看下ServerBootstrap,我们这里采用的默认构造函数,所以接着看代码下一行,我们看下这个group方法是干啥的:

public ServerBootstrap group(EventLoopGroup parentGroup, EventLoopGroup childGroup) {
        super.group(parentGroup);
        if (childGroup == null) {
            throw new NullPointerException("childGroup");
        }
        if (this.childGroup != null) {
            throw new IllegalStateException("childGroup set already");
        }
        this.childGroup = childGroup;
        return this;
    }

父类持有bossGroup,子类ServerBootstrap的childGroup就是我们的workGroup,这里采用了builder模式,在可选参数比较多的时候,builder模式能够大大派上用场。

接着channel方法将NioServerSocketChannel类放入到ChannelFactory中,用于后续通过反射构造NioServerSocketChannel实例。

接下来就是设置ServerBootstrap 的childHandler,这里我们标记为ChannelHandler-ChannelInitializer-1

接着ChannelOption.SO_BACKLOG用于构造服务端套接字ServerSocket对象,标识当服务器请求处理线程全满时,用于临时存放已完成三次握手的请求的队列的最大长度。

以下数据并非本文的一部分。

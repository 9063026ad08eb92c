//! Declarative commands for simplescript
//!
//! - `apply` - Create declared resources and re-create drifted ones
//! - `plan` - Preview what apply would change
//! - `destroy` - Forget persisted resources

use anyhow::{Result, bail};
use declarative::{ExecuteOptions, ExecuteSummary, ExecutionPlan};
use std::path::PathBuf;

use crate::Context;
use crate::config::Config;
use crate::engine;
use crate::paths;
use crate::resource::{self, CommandResource};
use crate::state::{SimplescriptState, StateFile};
use crate::ui;

/// Config, state and working directory for one invocation
pub struct Project {
    pub config: Config,
    pub working_dir: PathBuf,
    pub state_file: StateFile,
    pub state: SimplescriptState,
}

impl Project {
    /// Load config and state
    ///
    /// When `config_required` is false a missing default config file is
    /// treated as an empty one rooted at the current directory.
    pub fn load(ctx: &Context, config_required: bool) -> Result<Self> {
        let config_path = paths::config_file(ctx.config.as_deref());
        let config = if config_required || ctx.config.is_some() || config_path.exists() {
            Config::load(&config_path)?
        } else {
            log::debug!("No {} found, using empty config", config_path.display());
            Config::default()
        };
        let working_dir = config.working_dir(&config_path)?;
        log::debug!("Working directory: {}", working_dir.display());

        let state_file = StateFile::resolve(ctx.state.as_deref(), &config_path)?;
        let state = state_file.load()?;

        Ok(Self {
            config,
            working_dir,
            state_file,
            state,
        })
    }

    pub fn resource(&self) -> CommandResource {
        resource::command_resource(&self.working_dir)
    }

    /// Fail if `target` names neither a declared nor a persisted resource
    fn check_target(&self, target: Option<&str>) -> Result<()> {
        let Some(target) = target else {
            return Ok(());
        };
        let name = target.rsplit('.').next().unwrap_or(target);
        if !self.config.resources.contains_key(name) && !self.state.resources.contains_key(name)
        {
            bail!("No resource named '{target}'");
        }
        Ok(())
    }
}

/// Make persisted state match the declared resources
pub fn apply(
    ctx: &Context,
    target: Option<&str>,
    dry_run: bool,
    yes: bool,
    keep_going: bool,
) -> Result<()> {
    ui::header(if dry_run { "Plan" } else { "Applying Resources" });

    let mut project = Project::load(ctx, true)?;
    project.check_target(target)?;
    let resource = project.resource();

    let declared = project.config.declared();
    let plan = ExecutionPlan::reconcile(&resource, &declared, &project.state.resources)
        .filter_by_target(target);
    if plan.has_refreshes() && !ctx.quiet {
        ui::dim("Re-running persisted commands to check for drift...");
    }

    let opts = ExecuteOptions {
        dry_run,
        fail_fast: !keep_going,
        verbose: ctx.verbose > 0,
    };
    run_and_save(&mut project, plan, &resource, &opts, yes)
}

/// Preview what apply would change
pub fn plan(ctx: &Context, target: Option<&str>) -> Result<()> {
    apply(ctx, target, true, false, true)
}

/// Forget persisted resources
pub fn destroy(ctx: &Context, target: Option<&str>, yes: bool) -> Result<()> {
    ui::header("Destroying Resources");

    let mut project = Project::load(ctx, false)?;
    project.check_target(target)?;
    let resource = project.resource();

    let plan =
        ExecutionPlan::destroy(&resource, &project.state.resources).filter_by_target(target);
    let opts = ExecuteOptions::default();
    run_and_save(&mut project, plan, &resource, &opts, yes)
}

/// Execute a plan and persist the state, even when execution failed
fn run_and_save(
    project: &mut Project,
    plan: ExecutionPlan,
    resource: &CommandResource,
    opts: &ExecuteOptions,
    yes: bool,
) -> Result<()> {
    let result = engine::execute(
        plan,
        resource,
        &mut project.state.resources,
        opts,
        project.working_dir.clone(),
        yes,
    );

    if !opts.dry_run {
        let saved = project.state_file.touch(&mut project.state);
        if let Err(e) = &saved
            && result.is_err()
        {
            log::error!("Failed to save state: {e:#}");
        }
        let summary = result?;
        saved?;
        return check_summary(&summary);
    }

    check_summary(&result?)
}

fn check_summary(summary: &ExecuteSummary) -> Result<()> {
    if !summary.is_success() {
        bail!("{} resource(s) failed", summary.failed);
    }
    Ok(())
}
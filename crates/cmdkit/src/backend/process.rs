//! Executor backed by real child processes.

use crate::backend::Executor;
use crate::error::{Error, Result};
use crate::types::CommandOutput;
use std::io::{self, Read};
use std::path::{Path, PathBuf};
use std::process::{Command, Stdio};

/// Backend that spawns the program as a child process.
///
/// Stdout and stderr share one pipe, so the captured bytes interleave the
/// way the child wrote them. Stdin is closed. There is no timeout: a child
/// that never exits blocks the caller.
#[derive(Debug, Clone, Default)]
pub struct SystemExecutor {
    /// Directory the child runs in; `None` inherits the caller's
    current_dir: Option<PathBuf>,
}

impl SystemExecutor {
    /// Create an executor that inherits the caller's working directory.
    pub fn new() -> Self {
        Self::default()
    }

    /// Run children in `dir` instead of the caller's working directory.
    pub fn with_current_dir(mut self, dir: impl Into<PathBuf>) -> Self {
        self.current_dir = Some(dir.into());
        self
    }

    /// Directory children run in, if one was set.
    pub fn current_dir(&self) -> Option<&Path> {
        self.current_dir.as_deref()
    }
}

impl Executor for SystemExecutor {
    fn execute(&self, program: &str, args: &[String]) -> Result<CommandOutput> {
        let (mut reader, writer) = io::pipe()?;

        let mut command = Command::new(program);
        command
            .args(args)
            .stdin(Stdio::null())
            .stdout(writer.try_clone()?)
            .stderr(writer);
        if let Some(dir) = &self.current_dir {
            command.current_dir(dir);
        }

        let spawned = command.spawn();
        // The builder still owns our copies of the write end; the reader
        // only sees EOF once they are gone.
        drop(command);

        let mut child = spawned.map_err(|source| Error::Launch {
            program: program.to_string(),
            source,
        })?;

        let mut output = Vec::new();
        let read = reader.read_to_end(&mut output);
        let status = child.wait()?;
        read?;

        log::debug!(
            "{} exited with {:?} ({} bytes of output)",
            program,
            status.code(),
            output.len()
        );

        Ok(CommandOutput {
            output,
            success: status.success(),
            code: status.code(),
        })
    }
}
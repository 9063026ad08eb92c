//! Execution engine - drives resource lifecycles to match a plan

use crate::context::{ApplyContext, ConfirmCallback, ProgressCallback};
use crate::diff::{Action, ReplaceReason, ResourceDiff};
use crate::planner::ExecutionPlan;
use crate::resource::Resource;
use crate::types::{ApplyResult, ExecuteOptions, ExecuteSummary, ResourceData};
use anyhow::{Context, Result};
use std::collections::BTreeMap;

/// Execute a plan against persisted state
///
/// Runs in two phases. First every `Refresh` change is checked with
/// [`Resource::exists`]: matching records are read and left alone, drifted
/// ones become replacements. The remaining changes are reported through
/// [`ProgressCallback::on_plan`], confirmed, and applied one at a time.
///
/// `state` is only modified after an operation fully succeeds, so a failed
/// create leaves the previous record in place. With `opts.fail_fast` the
/// first error is returned immediately; otherwise it is counted as a failure
/// and the remaining changes still run. Dry runs perform the drift checks
/// (which may run commands) but never create, replace or delete.
///
/// # Arguments
/// * `plan` - The execution plan to run
/// * `resource` - Lifecycle implementation for every change in the plan
/// * `state` - Persisted records by name, updated in place
/// * `opts` - Execution options (dry_run, fail_fast, verbose)
/// * `progress` - Progress callback
/// * `confirm` - Confirmation callback
///
/// # Returns
/// Summary of execution results
pub fn execute<P, C>(
    plan: ExecutionPlan,
    resource: &dyn Resource,
    state: &mut BTreeMap<String, ResourceData>,
    opts: &ExecuteOptions,
    progress: &mut P,
    confirm: &mut C,
) -> Result<ExecuteSummary>
where
    P: ProgressCallback,
    C: ConfirmCallback,
{
    let ctx = ApplyContext::new(opts.dry_run, opts.verbose);
    let mut summary = ExecuteSummary::default();

    // Phase 1: drift detection
    let mut pending = Vec::with_capacity(plan.changes.len());
    for change in plan.changes {
        if change.action != Action::Refresh {
            pending.push(change);
            continue;
        }

        match refresh(&change, resource, &ctx) {
            Ok(Some(data)) => {
                progress.on_refresh(&change.name, true);
                summary.add_result(&ApplyResult::NoChange);
                state.insert(change.name, data);
            }
            Ok(None) => {
                progress.on_refresh(&change.name, false);
                log::info!("{} drifted, scheduling replacement", change.address());
                pending.push(ResourceDiff {
                    action: Action::Replace {
                        reason: ReplaceReason::Drift,
                    },
                    ..change
                });
            }
            Err(e) if opts.fail_fast => {
                return Err(e.context(format!("Failed to check {}", change.address())));
            }
            Err(e) => {
                let result = ApplyResult::Failed {
                    error: format!("{e:#}"),
                };
                progress.on_resource_complete(&change.name, &result);
                summary.add_result(&result);
            }
        }
    }

    progress.on_plan(&pending);

    if pending.is_empty() {
        return Ok(summary);
    }

    if opts.dry_run {
        summary.skipped += pending.len();
        return Ok(summary);
    }

    // Phase 2: confirm and apply
    let prompt = format!("Apply {} change(s)?", pending.len());
    if !confirm.confirm(&prompt)? {
        summary.skipped += pending.len();
        return Ok(summary);
    }

    progress.on_batch_start(pending.len());
    for change in &pending {
        let description = change
            .declared
            .as_ref()
            .or(change.prior.as_ref())
            .map(|data| resource.describe(data))
            .unwrap_or_default();
        progress.on_resource_start(&change.name, &description);

        let result = match apply_change(change, resource, state, &ctx) {
            Ok(result) => result,
            Err(e) if opts.fail_fast => {
                let failed = ApplyResult::Failed {
                    error: format!("{e:#}"),
                };
                progress.on_resource_complete(&change.name, &failed);
                progress.on_batch_complete();
                return Err(e.context(format!("Failed to apply {}", change.address())));
            }
            Err(e) => ApplyResult::Failed {
                error: format!("{e:#}"),
            },
        };

        progress.on_resource_complete(&change.name, &result);
        summary.add_result(&result);
    }
    progress.on_batch_complete();

    Ok(summary)
}

/// Check a persisted record; `Some` carries the re-read record on a match
fn refresh(
    change: &ResourceDiff,
    resource: &dyn Resource,
    ctx: &ApplyContext,
) -> Result<Option<ResourceData>> {
    let Some(prior) = &change.prior else {
        return Ok(None);
    };

    if !resource.exists(prior, ctx)? {
        return Ok(None);
    }

    let mut data = prior.clone();
    resource.read(&mut data, ctx)?;
    Ok(Some(data))
}

/// Apply a single create, replace or delete and commit it to `state`
fn apply_change(
    change: &ResourceDiff,
    resource: &dyn Resource,
    state: &mut BTreeMap<String, ResourceData>,
    ctx: &ApplyContext,
) -> Result<ApplyResult> {
    match &change.action {
        Action::Create => {
            let data = create_from(change, resource, ctx)?;
            state.insert(change.name.clone(), data);
            Ok(ApplyResult::Created)
        }
        Action::Replace { .. } => {
            if let Some(prior) = &change.prior {
                let mut old = prior.clone();
                resource.delete(&mut old, ctx)?;
            }
            let data = create_from(change, resource, ctx)?;
            state.insert(change.name.clone(), data);
            Ok(ApplyResult::Replaced)
        }
        Action::Delete => {
            if let Some(prior) = &change.prior {
                let mut old = prior.clone();
                resource.delete(&mut old, ctx)?;
            }
            state.remove(&change.name);
            Ok(ApplyResult::Removed)
        }
        Action::Refresh => Ok(ApplyResult::NoChange),
    }
}

fn create_from(
    change: &ResourceDiff,
    resource: &dyn Resource,
    ctx: &ApplyContext,
) -> Result<ResourceData> {
    let mut data = change
        .declared
        .clone()
        .context("Resource has no declared attributes")?;
    data.clear_id();
    resource.create(&mut data, ctx)?;

    if !data.has_id() {
        anyhow::bail!("{} create did not set an id", resource.resource_type());
    }
    Ok(data)
}

/// Simple execution without callbacks
///
/// For basic use cases where you don't need progress or confirmation.
pub fn execute_simple(
    plan: ExecutionPlan,
    resource: &dyn Resource,
    state: &mut BTreeMap<String, ResourceData>,
    opts: &ExecuteOptions,
) -> Result<ExecuteSummary> {
    use crate::context::{AutoConfirm, NoProgress};

    execute(plan, resource, state, opts, &mut NoProgress, &mut AutoConfirm)
}
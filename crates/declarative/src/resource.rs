//! Resource trait for declarative state management
//!
//! A Resource knows how to bring one kind of thing into existence, how to
//! tell whether a previously created instance still matches what was
//! declared, and how to forget it. Instances carry no state of their own:
//! everything lives in the [`ResourceData`] record the host persists.

use crate::context::ApplyContext;
use crate::types::ResourceData;
use anyhow::Result;
use std::fmt;

/// Core trait for declarative resources
///
/// The four lifecycle operations mirror how a reconciliation host drives a
/// resource:
///
/// - `create` on first apply (no persisted id)
/// - `exists` on every later pass, to detect drift
/// - `read` after `exists` confirmed a match
/// - `delete` when the resource is no longer declared, or before a
///   replacement
///
/// # Example
///
/// ```ignore
/// use declarative::{ApplyContext, Resource, ResourceData};
///
/// #[derive(Debug)]
/// struct Marker;
///
/// impl Resource for Marker {
///     fn resource_type(&self) -> &'static str {
///         "marker"
///     }
///
///     fn describe(&self, data: &ResourceData) -> String {
///         format!("Marker {}", data.get_str("name").unwrap_or("?"))
///     }
///
///     fn create(&self, data: &mut ResourceData, _ctx: &ApplyContext) -> anyhow::Result<()> {
///         let name = data.get_str("name").unwrap_or_default().to_string();
///         data.set_id(name);
///         Ok(())
///     }
///
///     fn exists(&self, data: &ResourceData, _ctx: &ApplyContext) -> anyhow::Result<bool> {
///         Ok(data.has_id())
///     }
///
///     fn read(&self, _data: &mut ResourceData, _ctx: &ApplyContext) -> anyhow::Result<()> {
///         Ok(())
///     }
///
///     fn delete(&self, data: &mut ResourceData, _ctx: &ApplyContext) -> anyhow::Result<()> {
///         data.clear_id();
///         Ok(())
///     }
/// }
/// ```
pub trait Resource: Send + Sync + fmt::Debug {
    /// Resource type category
    ///
    /// Used for grouping, filtering and target addresses (`type.name`).
    fn resource_type(&self) -> &'static str;

    /// Human-readable description of one instance
    fn describe(&self, data: &ResourceData) -> String;

    /// Attributes whose change forces the resource to be replaced
    fn force_new_attributes(&self) -> &'static [&'static str] {
        &[]
    }

    /// Bring the resource into existence and populate computed attributes
    ///
    /// Must set an id on success. On error the record must not be
    /// persisted; the executor only commits after this returns `Ok`.
    fn create(&self, data: &mut ResourceData, ctx: &ApplyContext) -> Result<()>;

    /// Check whether the persisted record still matches reality
    ///
    /// Must not mutate the record. A record without an id never exists.
    fn exists(&self, data: &ResourceData, ctx: &ApplyContext) -> Result<bool>;

    /// Refresh computed attributes after `exists` returned `true`
    fn read(&self, data: &mut ResourceData, ctx: &ApplyContext) -> Result<()>;

    /// Remove the resource, leaving the record without an id
    fn delete(&self, data: &mut ResourceData, ctx: &ApplyContext) -> Result<()>;
}

/// A boxed resource for type-erased storage
pub type BoxedResource = Box<dyn Resource>;

/// Extension trait for working with resources
pub trait ResourceExt {
    /// Check whether changing `attribute` forces replacement
    fn forces_new(&self, attribute: &str) -> bool;
}

impl<R: Resource + ?Sized> ResourceExt for R {
    fn forces_new(&self, attribute: &str) -> bool {
        self.force_new_attributes().contains(&attribute)
    }
}
//! Content fingerprints for command runs.
//!
//! A fingerprint is the lowercase hex SHA-256 of the command line bytes
//! followed by the captured output bytes. Nothing else feeds the hash, so
//! two runs agree exactly when the same command text produced the same
//! output.

use serde::{Deserialize, Serialize};
use sha2::{Digest, Sha256};
use std::fmt;

/// Hex-encoded SHA-256 of `command ++ output`.
#[derive(Debug, Clone, PartialEq, Eq, Hash, Serialize, Deserialize)]
#[serde(transparent)]
pub struct Fingerprint(String);

impl Fingerprint {
    /// Length of a fingerprint in hex characters.
    pub const LEN: usize = 64;

    /// Compute the fingerprint of a command line and its output.
    pub fn compute(command: &str, output: &[u8]) -> Self {
        let mut hasher = Sha256::new();
        hasher.update(command.as_bytes());
        hasher.update(output);
        Self(hex::encode(hasher.finalize()))
    }

    /// Check a persisted identifier against this fingerprint.
    ///
    /// An empty identifier never matches.
    pub fn matches(&self, id: &str) -> bool {
        !id.is_empty() && self.0 == id
    }

    pub fn as_str(&self) -> &str {
        &self.0
    }
}

impl fmt::Display for Fingerprint {
    fn fmt(&self, f: &mut fmt::Formatter<'_>) -> fmt::Result {
        f.write_str(&self.0)
    }
}

impl AsRef<str> for Fingerprint {
    fn as_ref(&self) -> &str {
        &self.0
    }
}

impl From<Fingerprint> for String {
    fn from(fingerprint: Fingerprint) -> Self {
        fingerprint.0
    }
}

ChannelOption.SO_KEEPALIVE表示是否启用心跳保活机制。在双方TCP套接字建立连接后(即都进入ESTABLISHED状态)并且在两个小时左右上层没有任何数据传输的情况下,这套机制才会被激活。
 接下来我们看下bind方法:

private ChannelFuture doBind(final SocketAddress localAddress) {
        final ChannelFuture regFuture = initAndRegister();//1
        final Channel channel = regFuture.channel();
        if (regFuture.cause() != null) {
            return regFuture;
        }

        if (regFuture.isDone()) {
            // At this point we know that the registration was complete and successful.
            ChannelPromise promise = channel.newPromise();
            doBind0(regFuture, channel, localAddress, promise);
            return promise;
        } else {
            // Registration future is almost always fulfilled already, but just in case it's not.
            final PendingRegistrationPromise promise = new PendingRegistrationPromise(channel);
            regFuture.addListener(new ChannelFutureListener() {
                @Override
                public void operationComplete(ChannelFuture future) throws Exception {
                    Throwable cause = future.cause();
                    if (cause != null) {
                        // Registration on the EventLoop failed so fail the ChannelPromise directly to not cause an
                        // IllegalStateException once we try to access the EventLoop of the Channel.
                        promise.setFailure(cause);
                    } else {
                        // Registration was successful, so set the correct executor to use.
                        // See https://github.com/netty/netty/issues/2586
                        promise.registered();

                        doBind0(regFuture, channel, localAddress, promise);
                    }
                }
            });
            return promise;
        }
    }

首先看下initAndRegister,省略部分代码:

final ChannelFuture initAndRegister() {
        Channel channel = null;
	channel = channelFactory.newChannel();
	init(channel);
	....
        ChannelFuture regFuture = config().group().register(channel);
        ....
}

首先第一步通过channelFactory创建NioServerSocketChannel实例,我们首先来看下这个类的关系图:


我们来看下它的构造函数:

public NioServerSocketChannel() {
        this(newSocket(DEFAULT_SELECTOR_PROVIDER));
    }
其中newSocket就是调用jdk来创建一个ServerSocketChannel实例,接着看:
public NioServerSocketChannel(ServerSocketChannel channel) {
        super(null, channel, SelectionKey.OP_ACCEPT);//感兴趣的事件是accept
        config = new NioServerSocketChannelConfig(this, javaChannel().socket());
    }
super最终会调用到AbstractChannel:
protected AbstractChannel(Channel parent) {
        this.parent = parent;
        id = newId();
        unsafe = newUnsafe();
        pipeline = newChannelPipeline();
    }

此时的parent=null,我们首先看下newUnsafe,主要是构造NioMessageUnsafe实例,它主要提供了read方法,用于读事件,后面我们会看到。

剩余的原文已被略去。